First, compute the entropy of the parent dataset (entire dataset).
$p = 9$, $n = 5$, $p + n = 14$.
$\therefore \ I_{before} = I\left(\frac{9}{14}, \frac{5}{14} \right) \approx 0.94$ bits.
- Information gain of outlook.
For conveninence, reiterate the values of outlook:
$ \text{Outlook} = $ \(\begin{cases} \text{Sunny} & 2^+ \quad 3^- \quad 5 \text{ total} \\ \text{Overcast} & 4^+ \quad 0^- \quad 4 \text{ total} \\ \text{Rain} & 3^+ \quad 2^- \quad 5 \text{ total} \end{cases}\)

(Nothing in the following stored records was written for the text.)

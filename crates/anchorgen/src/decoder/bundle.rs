//! Splitting a PEM bundle into annotated certificate blocks.
//!
//! Bundles look like the mkcert.org / Mozilla exports:
//!
//! ```text
//! # Issuer: CN=Example Root CA 2019,O=Example Trust Services,C=US
//! # Label: "Example Root CA 2019"
//! # SHA256 Fingerprint: 51:5A:9C:...:61:00
//! -----BEGIN CERTIFICATE-----
//! MIIBzDCCAXKgAwIBAgICEAMwCgYIKoZIzj0EAwIw...
//! -----END CERTIFICATE-----
//! ```

use anchorgen_core::{AnchorError, CertificateId, Result};
use tracing::{debug, warn};

use super::armor::{BEGIN_MARKER, END_MARKER};

/// Prefix marking an annotation line.
const ANNOTATION_PREFIX: &str = "# ";

/// Annotation key naming a certificate.
const LABEL_KEY: &str = "Label:";

/// One certificate block cut from a bundle.
#[derive(Debug, Clone, PartialEq, Eq)]
pub struct BundleEntry {
    /// Position and label
    pub id: CertificateId,
    /// Annotation lines plus PEM armor, blank lines removed
    pub text: String,
    /// Raw value of the fingerprint annotation, if present
    pub declared_fingerprint: Option<String>,
}

/// Split a bundle into certificate blocks.
///
/// Blank lines are dropped and every block ends at an END marker line, so
/// each block carries the annotation lines that precede its armor.
///
/// # Errors
///
/// Returns `AnchorError::MalformedInput` if the bundle ends inside a
/// certificate (a BEGIN marker with no END marker after it).
pub fn split_bundle(bundle: &str) -> Result<Vec<String>> {
    let mut blocks = Vec::new();
    let mut current = String::new();

    for line in bundle.lines() {
        if !line.trim().is_empty() {
            current.push_str(line);
            current.push('\n');
        }
        if line.contains(END_MARKER) {
            blocks.push(std::mem::take(&mut current));
        }
    }

    if current.contains(BEGIN_MARKER) {
        return Err(AnchorError::malformed(
            "bundle ends inside a certificate (no END CERTIFICATE marker)",
        )
        .in_certificate(format!("#{}", blocks.len())));
    }
    if !current.trim().is_empty() {
        warn!(
            lines = current.lines().count(),
            "ignoring trailing text after the last certificate"
        );
    }

    debug!(blocks = blocks.len(), "split bundle");
    Ok(blocks)
}

/// Split a bundle and read each block's label and fingerprint annotation.
///
/// `fingerprint_key` is the annotation key carrying the declared SPKI hash,
/// e.g. `SHA256 Fingerprint:`.
///
/// # Errors
///
/// Same as [`split_bundle`].
pub fn parse_entries(bundle: &str, fingerprint_key: &str) -> Result<Vec<BundleEntry>> {
    Ok(split_bundle(bundle)?
        .into_iter()
        .enumerate()
        .map(|(index, text)| {
            let label = annotation(&text, LABEL_KEY).map(|l| l.trim_matches('"').to_string());
            let declared_fingerprint = annotation(&text, fingerprint_key).map(str::to_string);
            BundleEntry {
                id: CertificateId { index, label },
                text,
                declared_fingerprint,
            }
        })
        .collect())
}

/// Value of the first `# <key> <value>` line in a block.
fn annotation<'a>(block: &'a str, key: &str) -> Option<&'a str> {
    block
        .lines()
        .filter_map(|line| line.strip_prefix(ANNOTATION_PREFIX))
        .find_map(|line| line.strip_prefix(key))
        .map(str::trim)
}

Then the weighed entropy of outlook over all its values is:
$I_{after} = \frac{5}{14}I(\frac{2}{5}, \frac{3}{5}) + \frac{4}{14} I(\frac{4}{4}, \frac{0}{4}) + \frac{5}{14}I(\frac{3}{5}, \frac{2}{5}) \approx 0.694$ bits.
The information gain of ‘‘outlook’’ is then $IG_{outlook} = I_{before} - I_{after} = 0.247$ bits.
In the same manner, we can compute the information gains of the temperature, humidity and humidity as:
- Information gain of humidity, temperature, wind
$IG_{hum} = 0.151, \; IG_{temp} = 0.029, \; IG_{wind} = 0.048.$
Outlook yields the highest information gain therefore it’s chosen as the first feature to split on. Then, for each value of outlook (sunny, overcast, rainy), we compute the information gain of humidity, temperature, wind.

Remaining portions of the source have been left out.